On countering the threat of Russia:

“Russia is one of the top four adversaries of the United States. The Ukrainians are doing an incredible job of pushing back our adversary.”

“I think we need to provide the military platforms as necessary for them to win. And I am critical of this administration, because I don’t feel that they have done enough soon enough.”

“Our NATO partners, friends in Europe, they can step up and provide humanitarian support for the Ukrainians. This is where we can provide some savings.”

On the Biden administration’s weak approach to China:

“We have to figure this out for the long term, how we can decouple what we can and what would be in our national security interests from China. I don’t think this administration has been aggressive enough, when it comes to China policy. The National Security Strategy named China only nine times it named climate (…) 63 times. You can see where the focus is.”
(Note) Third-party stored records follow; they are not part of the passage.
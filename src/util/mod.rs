pub mod timer;
pub mod tween;
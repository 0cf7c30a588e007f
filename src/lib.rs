pub mod app;
pub mod eye;
pub mod input;
pub mod population;
pub mod scene;
pub mod util;
/// One-shot countdown advanced by the frame tick.
///
/// Scheduled behaviour (blink waits, random looks, vibration steps) is held as
/// plain data instead of runtime timer objects: cancelling is just dropping or
/// resetting the countdown.
#[derive(Debug, Clone, Copy, PartialEq)]
pub struct Countdown {
    remaining: f32,
    armed: bool,
}

impl Countdown {
    pub fn new(seconds: f32) -> Self {
        Self {
            remaining: seconds.max(0.0),
            armed: true,
        }
    }

    /// Advance by `dt`. Returns true exactly once, on the tick that expires it.
    pub fn fire(&mut self, dt: f32) -> bool {
        if !self.armed {
            return false;
        }
        self.remaining -= dt;
        if self.remaining <= 0.0 {
            self.remaining = 0.0;
            self.armed = false;
            true
        } else {
            false
        }
    }

    pub fn remaining(&self) -> f32 {
        self.remaining
    }
}

/// Uniform `f32` in `[min, max]`.
pub fn range_f32(rng: &mut fastrand::Rng, min: f32, max: f32) -> f32 {
    if max <= min {
        return min;
    }
    min + rng.f32() * (max - min)
}

/// Uniform `f64` in `[min, max]`.
pub fn range_f64(rng: &mut fastrand::Rng, min: f64, max: f64) -> f64 {
    if max <= min {
        return min;
    }
    min + rng.f64() * (max - min)
}

/// Uniform integer in `[min, max]` (inclusive).
pub fn range_u32(rng: &mut fastrand::Rng, min: u32, max: u32) -> u32 {
    if max <= min {
        return min;
    }
    rng.u32(min..=max)
}
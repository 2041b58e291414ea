use std::error::Error;
use std::sync::Arc;

use zerologr_backend::{Level, Logger};
use zerologr_facade::{LogSink, RuntimeInfo, Value};

use crate::pairs::{add_to_context, add_to_event};
use crate::{ValidationError, build_pairs, to_backend_level};

/// A [`LogSink`] writing through a backend [`Logger`].
///
/// Malformed key-value lists are never reported to the caller. Instead the
/// sink writes a single error record, `unable to log message`, describing the
/// problem, and drops the original message.
#[derive(Debug, Clone)]
pub struct ZeroSink {
    logger: Logger,
}

impl ZeroSink {
    pub fn new(logger: Logger) -> Self {
        Self { logger }
    }

    /// The backend logger this sink writes through.
    pub fn logger(&self) -> &Logger {
        &self.logger
    }

    fn report(&self, err: &ValidationError) {
        let err: &(dyn Error + 'static) = err;
        self.logger.err(Some(err)).msg("unable to log message");
    }
}

impl LogSink for ZeroSink {
    fn init(&mut self, _info: RuntimeInfo) {}

    fn enabled(&self, level: i32) -> bool {
        to_backend_level(level) >= self.logger.get_level()
    }

    fn info(&self, level: i32, msg: &str, keys_and_values: &[Value]) {
        let pairs = match build_pairs(keys_and_values) {
            Ok(pairs) => pairs,
            Err(e) => return self.report(&e),
        };
        add_to_event(self.logger.with_level(to_backend_level(level)), pairs).msg(msg);
    }

    fn error(&self, err: Option<&(dyn Error + 'static)>, msg: &str, keys_and_values: &[Value]) {
        if self.logger.get_level() > Level::ERROR {
            return;
        }
        let pairs = match build_pairs(keys_and_values) {
            Ok(pairs) => pairs,
            Err(e) => return self.report(&e),
        };
        add_to_event(self.logger.error().err(err), pairs).msg(msg);
    }

    // The backend has no notion of a logger name, so the name is dropped.
    fn with_name(self: Arc<Self>, _name: &str) -> Arc<dyn LogSink> {
        Arc::new(Self::new(self.logger.with().logger()))
    }

    fn with_values(self: Arc<Self>, keys_and_values: &[Value]) -> Arc<dyn LogSink> {
        match build_pairs(keys_and_values) {
            Ok(pairs) => Arc::new(Self::new(
                add_to_context(self.logger.with(), pairs).logger(),
            )),
            Err(e) => {
                self.report(&e);
                self
            }
        }
    }
}

#[cfg(test)]
mod tests {
    use super::*;
    use serde_json::json;
    use zerologr_backend::writer::MemoryWriter;
    use zerologr_facade::kv;

    fn setup(level: Level) -> (Arc<ZeroSink>, MemoryWriter) {
        let out = MemoryWriter::new();
        (Arc::new(ZeroSink::new(Logger::new(out.clone()).level(level))), out)
    }

    fn fallback(reason: &str) -> serde_json::Value {
        json!({"level": "error", "error": reason, "message": "unable to log message"})
    }

    #[test]
    fn info_writes_translated_level_and_pairs() {
        let (sink, out) = setup(Level::TRACE);
        sink.info(0, "hello", &kv!["val1", 1, "val2", json!({"k": 1})]);
        sink.info(1, "debugging", &[]);
        sink.info(3, "very verbose", &[]);
        assert_eq!(
            out.records(),
            vec![
                json!({"level": "info", "val1": 1, "val2": {"k": 1}, "message": "hello"}),
                json!({"level": "debug", "message": "debugging"}),
            ]
        );
    }

    #[test]
    fn info_with_bad_pairs_writes_fallback_only() {
        let (sink, out) = setup(Level::TRACE);
        sink.info(0, "lost", &kv!["k1", 1, "bad"]);
        sink.info(0, "lost too", &kv![7, 1]);
        assert_eq!(
            out.records(),
            vec![
                fallback("odd number of arguments passed as key-value pairs for logging"),
                fallback("non-string key argument passed to logging: 7"),
            ]
        );
    }

    #[test]
    fn enabled_compares_against_minimum() {
        let (sink, _) = setup(Level::DEBUG);
        assert!(sink.enabled(0));
        assert!(sink.enabled(1));
        assert!(!sink.enabled(2));

        let (sink, _) = setup(Level::INFO);
        assert!(sink.enabled(0));
        assert!(!sink.enabled(1));
    }

    #[test]
    fn error_attaches_error_value() {
        let (sink, out) = setup(Level::DEBUG);
        let e = std::io::Error::other("an error occurred");
        sink.error(Some(&e), "goodbye", &kv!["code", -1]);
        sink.error(None, "uh oh", &kv!["trouble", true]);
        assert_eq!(
            out.lines(),
            vec![
                r#"{"level":"error","error":"an error occurred","code":-1,"message":"goodbye"}"#,
                r#"{"level":"error","trouble":true,"message":"uh oh"}"#,
            ]
        );
    }

    #[test]
    fn error_is_skipped_above_error_level() {
        let (sink, out) = setup(Level::FATAL);
        sink.error(None, "suppressed", &[]);
        sink.error(None, "not even validated", &kv!["odd"]);
        assert!(out.is_empty());
    }

    #[test]
    fn error_with_bad_pairs_writes_fallback_only() {
        let (sink, out) = setup(Level::ERROR);
        let e = std::io::Error::other("real problem");
        sink.error(Some(&e), "lost", &kv![true, 1]);
        assert_eq!(
            out.records(),
            vec![fallback("non-string key argument passed to logging: true")]
        );
    }

    #[test]
    fn with_values_derives_without_touching_receiver() {
        let (root, out) = setup(Level::TRACE);
        let child = root.clone().with_values(&kv!["a", 1]);
        child.info(0, "child", &[]);
        root.info(0, "root", &[]);
        assert_eq!(
            out.records(),
            vec![
                json!({"level": "info", "a": 1, "message": "child"}),
                json!({"level": "info", "message": "root"}),
            ]
        );
    }

    #[test]
    fn with_values_failure_returns_receiver() {
        let (root, out) = setup(Level::TRACE);
        let as_dyn: Arc<dyn LogSink> = root.clone();
        let same = root.clone().with_values(&kv!["k1", 1, "bad"]);
        assert!(Arc::ptr_eq(&same, &as_dyn));
        same.info(0, "after", &[]);
        assert_eq!(
            out.records(),
            vec![
                fallback("odd number of arguments passed as key-value pairs for logging"),
                json!({"level": "info", "message": "after"}),
            ]
        );
    }

    #[test]
    fn with_name_is_dropped() {
        let (root, out) = setup(Level::TRACE);
        let named = root.clone().with_values(&kv!["k", "v"]).with_name("foo");
        named.info(0, "named", &[]);
        assert_eq!(out.lines(), vec![r#"{"level":"info","k":"v","message":"named"}"#]);
    }
}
On combatting the national security risk of fentanyl:

“Senator Tim Kaine and I are currently working on a piece of legislation that would push back against fentanyl, and it would allow greater collaboration between our [U.S. and Mexican] militaries to push back on fentanyl.”

On the reality of the increasing threat of Iran:

“Iran is an adversary, and I do not see in the near future where our two countries will come together. Iran has stated for a decade plus that their intent is to destroy Israel and destroy the United States of America.”
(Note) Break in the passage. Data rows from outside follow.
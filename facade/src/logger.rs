use std::error::Error;
use std::fmt;
use std::sync::Arc;

use crate::{LogSink, RuntimeInfo, Value};

/// The handle application code logs through.
///
/// A `Logger` is cheap to clone and never changes once built; [`Logger::v`],
/// [`Logger::with_values`] and [`Logger::with_name`] all return new loggers.
#[derive(Clone)]
pub struct Logger {
    sink: Option<Arc<dyn LogSink>>,
    level: i32,
}

impl Logger {
    /// Creates a logger backed by `sink`, initializing the sink first.
    pub fn new(mut sink: impl LogSink + 'static) -> Self {
        sink.init(RuntimeInfo { call_depth: 1 });
        Self {
            sink: Some(Arc::new(sink)),
            level: 0,
        }
    }

    /// A logger that drops everything.
    pub fn discard() -> Self {
        Self {
            sink: None,
            level: 0,
        }
    }

    /// Returns a logger for less important messages.
    ///
    /// Increments are cumulative, so `log.v(1).v(1)` logs at verbosity 2.
    /// Negative increments are treated as 0.
    pub fn v(&self, level: i32) -> Self {
        Self {
            sink: self.sink.clone(),
            level: self.level.saturating_add(level.max(0)),
        }
    }

    /// The verbosity this logger emits at.
    pub fn verbosity(&self) -> i32 {
        self.level
    }

    /// Whether messages from [`Logger::info`] would be emitted.
    pub fn enabled(&self) -> bool {
        self.sink
            .as_ref()
            .is_some_and(|sink| sink.enabled(self.level))
    }

    /// Logs a non-error message with key-value pairs.
    pub fn info(&self, msg: &str, keys_and_values: &[Value]) {
        if let Some(sink) = &self.sink {
            if sink.enabled(self.level) {
                sink.info(self.level, msg, keys_and_values);
            }
        }
    }

    /// Logs an error. Errors are not subject to verbosity.
    pub fn error(&self, err: Option<&(dyn Error + 'static)>, msg: &str, keys_and_values: &[Value]) {
        if let Some(sink) = &self.sink {
            sink.error(err, msg, keys_and_values);
        }
    }

    /// Returns a logger whose messages all carry `keys_and_values`.
    pub fn with_values(&self, keys_and_values: &[Value]) -> Self {
        Self {
            sink: self
                .sink
                .clone()
                .map(|sink| sink.with_values(keys_and_values)),
            level: self.level,
        }
    }

    /// Returns a logger with `name` appended to its name.
    pub fn with_name(&self, name: &str) -> Self {
        Self {
            sink: self.sink.clone().map(|sink| sink.with_name(name)),
            level: self.level,
        }
    }

    /// The sink behind this logger, if any.
    pub fn sink(&self) -> Option<&Arc<dyn LogSink>> {
        self.sink.as_ref()
    }
}

impl fmt::Debug for Logger {
    fn fmt(&self, f: &mut fmt::Formatter<'_>) -> fmt::Result {
        f.debug_struct("Logger")
            .field("has_sink", &self.sink.is_some())
            .field("level", &self.level)
            .finish()
    }
}

#[cfg(test)]
mod tests {
    use super::*;
    use crate::kv;
    use std::sync::Mutex;

    #[derive(Debug, Clone, PartialEq)]
    enum Call {
        Init(RuntimeInfo),
        Info(i32, String, Vec<Value>),
        Error(Option<String>, String, Vec<Value>),
        WithName(String),
        WithValues(Vec<Value>),
    }

    struct RecordingSink {
        calls: Arc<Mutex<Vec<Call>>>,
        max_level: i32,
    }

    impl RecordingSink {
        fn new(max_level: i32) -> (Self, Arc<Mutex<Vec<Call>>>) {
            let calls = Arc::new(Mutex::new(Vec::new()));
            (
                Self {
                    calls: calls.clone(),
                    max_level,
                },
                calls,
            )
        }

        fn push(&self, call: Call) {
            self.calls.lock().unwrap().push(call);
        }
    }

    impl LogSink for RecordingSink {
        fn init(&mut self, info: RuntimeInfo) {
            self.push(Call::Init(info));
        }

        fn enabled(&self, level: i32) -> bool {
            level <= self.max_level
        }

        fn info(&self, level: i32, msg: &str, keys_and_values: &[Value]) {
            self.push(Call::Info(level, msg.to_string(), keys_and_values.to_vec()));
        }

        fn error(&self, err: Option<&(dyn Error + 'static)>, msg: &str, keys_and_values: &[Value]) {
            self.push(Call::Error(
                err.map(|e| e.to_string()),
                msg.to_string(),
                keys_and_values.to_vec(),
            ));
        }

        fn with_name(self: Arc<Self>, name: &str) -> Arc<dyn LogSink> {
            self.push(Call::WithName(name.to_string()));
            self
        }

        fn with_values(self: Arc<Self>, keys_and_values: &[Value]) -> Arc<dyn LogSink> {
            self.push(Call::WithValues(keys_and_values.to_vec()));
            self
        }
    }

    #[test]
    fn new_initializes_sink_once() {
        let (sink, calls) = RecordingSink::new(0);
        let _logger = Logger::new(sink);
        assert_eq!(
            *calls.lock().unwrap(),
            vec![Call::Init(RuntimeInfo { call_depth: 1 })]
        );
    }

    #[test]
    fn info_is_gated_by_verbosity() {
        let (sink, calls) = RecordingSink::new(1);
        let logger = Logger::new(sink);
        logger.info("zero", &kv!["a", 1]);
        logger.v(1).info("one", &[]);
        logger.v(1).v(1).info("two", &[]);

        let calls = calls.lock().unwrap();
        assert_eq!(
            calls[1..],
            [
                Call::Info(0, "zero".to_string(), kv!["a", 1]),
                Call::Info(1, "one".to_string(), vec![]),
            ]
        );
    }

    #[test]
    fn error_ignores_verbosity() {
        let (sink, calls) = RecordingSink::new(0);
        let logger = Logger::new(sink).v(5);
        let err = std::io::Error::other("boom");
        logger.error(Some(&err), "failed", &kv!["code", -1]);
        logger.error(None, "uh oh", &[]);

        let calls = calls.lock().unwrap();
        assert_eq!(
            calls[1..],
            [
                Call::Error(Some("boom".to_string()), "failed".to_string(), kv!["code", -1]),
                Call::Error(None, "uh oh".to_string(), vec![]),
            ]
        );
    }

    #[test]
    fn v_accumulates_and_ignores_negative() {
        let logger = Logger::discard();
        assert_eq!(logger.v(2).v(3).verbosity(), 5);
        assert_eq!(logger.v(-4).verbosity(), 0);
        assert_eq!(logger.v(i32::MAX).v(1).verbosity(), i32::MAX);
    }

    #[test]
    fn derivation_keeps_verbosity() {
        let (sink, calls) = RecordingSink::new(10);
        let logger = Logger::new(sink).v(2);
        let derived = logger.with_values(&kv!["k", "v"]).with_name("child");
        assert_eq!(derived.verbosity(), 2);
        assert!(derived.enabled());

        let calls = calls.lock().unwrap();
        assert_eq!(
            calls[1..],
            [
                Call::WithValues(kv!["k", "v"]),
                Call::WithName("child".to_string()),
            ]
        );
    }

    #[test]
    fn discard_is_silent() {
        let logger = Logger::discard();
        assert!(!logger.enabled());
        assert!(logger.sink().is_none());
        logger.info("nothing", &kv!["a", 1]);
        logger.error(None, "nothing", &[]);
        assert!(logger.with_values(&kv!["a", 1]).sink().is_none());
    }
}
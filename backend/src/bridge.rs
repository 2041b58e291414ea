//! Routes records from the [`log`](https://docs.rs/log) crate into a [`Logger`].
//!
//! Libraries across the ecosystem log through `log`. Installing a
//! [`LogBridge`] makes those records come out of the same writer, with the
//! same context, as everything else.

use log::{LevelFilter, Log, Metadata, Record, SetLoggerError, set_boxed_logger, set_max_level};
use thiserror::Error;

use crate::{Level, Logger};

#[derive(Debug, Error)]
pub enum BridgeError {
    #[error("Failed to install log bridge: {cause}")]
    Install { cause: SetLoggerError },
}

/// A [`log::Log`] implementation writing through a [`Logger`].
///
/// Records carry a `module` field with the module path and a `caller` field
/// with `file:line` when `log` provides them.
#[derive(Debug, Clone)]
pub struct LogBridge {
    logger: Logger,
}

impl LogBridge {
    pub fn new(logger: Logger) -> Self {
        Self { logger }
    }

    /// Installs a bridge to `logger` as the process-wide `log` logger.
    ///
    /// Only one `log` logger can ever be installed; later calls fail.
    pub fn init(logger: Logger, max_level: LevelFilter) -> Result<(), BridgeError> {
        set_boxed_logger(Box::new(Self::new(logger)))
            .map_err(|cause| BridgeError::Install { cause })?;
        set_max_level(max_level);
        Ok(())
    }
}

impl Log for LogBridge {
    fn enabled(&self, metadata: &Metadata<'_>) -> bool {
        self.logger
            .with_level(Level::from(metadata.level()))
            .enabled()
    }

    fn log(&self, record: &Record<'_>) {
        let mut event = self.logger.with_level(Level::from(record.level()));
        if !event.enabled() {
            return;
        }
        if let Some(module) = record.module_path() {
            event = event.field("module", module);
        }
        if let Some(file) = record.file() {
            let line = record.line().unwrap_or(0);
            event = event.field("caller", format!("{file}:{line}"));
        }
        event.msg(&record.args().to_string());
    }

    fn flush(&self) {}
}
“What Iran is doing right now is digging underground bunker structures in order to complete that process. And pretty soon that will be completed. And we would have very little opportunity to disrupt by force their development of a nuclear bomb.”
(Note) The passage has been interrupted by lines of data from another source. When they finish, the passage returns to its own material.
use zerologr_backend::{Context, Event};
use zerologr_facade::Value;

use crate::ValidationError;

/// One key-value argument.
#[derive(Debug, Clone, PartialEq)]
pub struct KeyValue {
    pub key: String,
    pub value: Value,
}

/// Splits a flat `key, value, key, value, ...` list into pairs, keeping order.
///
/// Keys must be strings. An empty list yields no pairs.
pub fn build_pairs(args: &[Value]) -> Result<Vec<KeyValue>, ValidationError> {
    if args.len() % 2 != 0 {
        return Err(ValidationError::OddArguments);
    }

    args.chunks_exact(2)
        .map(|pair| match &pair[0] {
            Value::String(key) => Ok(KeyValue {
                key: key.clone(),
                value: pair[1].clone(),
            }),
            key => Err(ValidationError::NonStringKey { key: key.clone() }),
        })
        .collect()
}

pub(crate) fn add_to_event<'a>(event: Event<'a>, pairs: Vec<KeyValue>) -> Event<'a> {
    pairs
        .into_iter()
        .fold(event, |event, kv| event.field(kv.key, kv.value))
}

pub(crate) fn add_to_context(context: Context, pairs: Vec<KeyValue>) -> Context {
    pairs
        .into_iter()
        .fold(context, |context, kv| context.field(kv.key, kv.value))
}
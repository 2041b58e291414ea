use serde::ser::{Serialize, SerializeMap, Serializer};
use time::OffsetDateTime;
use time::format_description::well_known::Rfc3339;

use crate::{LEVEL_FIELD, Level, MESSAGE_FIELD, TIME_FIELD};

/// A named value on a record or in a logger's context.
#[derive(Debug, Clone, PartialEq)]
pub struct Field {
    pub key: String,
    pub value: serde_json::Value,
}

impl Field {
    pub fn new(key: impl Into<String>, value: impl Into<serde_json::Value>) -> Self {
        Self {
            key: key.into(),
            value: value.into(),
        }
    }
}

/// A finished event, handed to a [`crate::LevelWriter`].
#[derive(Debug)]
pub struct Record<'a> {
    pub level: Level,
    pub time: Option<OffsetDateTime>,
    pub context: &'a [Field],
    pub fields: &'a [Field],
    pub message: &'a str,
}

impl Record<'_> {
    /// Context fields followed by event fields, in insertion order.
    pub fn all_fields(&self) -> impl Iterator<Item = &Field> {
        self.context.iter().chain(self.fields.iter())
    }

    pub fn formatted_time(&self) -> Option<String> {
        self.time
            .map(|t| t.format(&Rfc3339).unwrap_or("<unknown>".to_string()))
    }
}

impl Serialize for Record<'_> {
    fn serialize<S: Serializer>(&self, serializer: S) -> Result<S::Ok, S::Error> {
        let mut map = serializer.serialize_map(None)?;
        if self.level != Level::NO_LEVEL {
            map.serialize_entry(LEVEL_FIELD, &self.level.to_string())?;
        }
        if let Some(time) = self.formatted_time() {
            map.serialize_entry(TIME_FIELD, &time)?;
        }
        for field in self.all_fields() {
            map.serialize_entry(&field.key, &field.value)?;
        }
        if !self.message.is_empty() {
            map.serialize_entry(MESSAGE_FIELD, self.message)?;
        }
        map.end()
    }
}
“They are killing women in the streets, protesters disappear, never to be seen again. This is not a type of governmental institution that we can deal with just by conversing. This administration has been very lacking when it comes to leadership pushing back against Iran.”

“We have an administration that refuses to step up and enforce their own sanctions.”

On growing the United States’ relationship with Saudi Arabia:

“We need to continue working with Saudi Arabia for the stability of that region. They are a very powerful player.”

“The Abraham Accords that came out of the last administration were incredibly important to bring a number of Arab nations together with Israel and normalize those relations.”

“We want to see Saudi Arabia normalize their relations with Israel.”

Ernst concluded by saying:

“We as Americans have a choice. We can complain about the direction America is headed. Or we can step up and inspire the next generation of leaders and freedom-loving fighters. Now is not the time for America to shrink back.”

“I think you’ve heard that from the discussion today. It’s not the time to abandon our allies and it’s not the time to be promoting progressive fantasies at the expense of security and prosperity for our nation. Now is the time for an unwavering commitment to restoring our federal government to its founding and limiting role of protection.”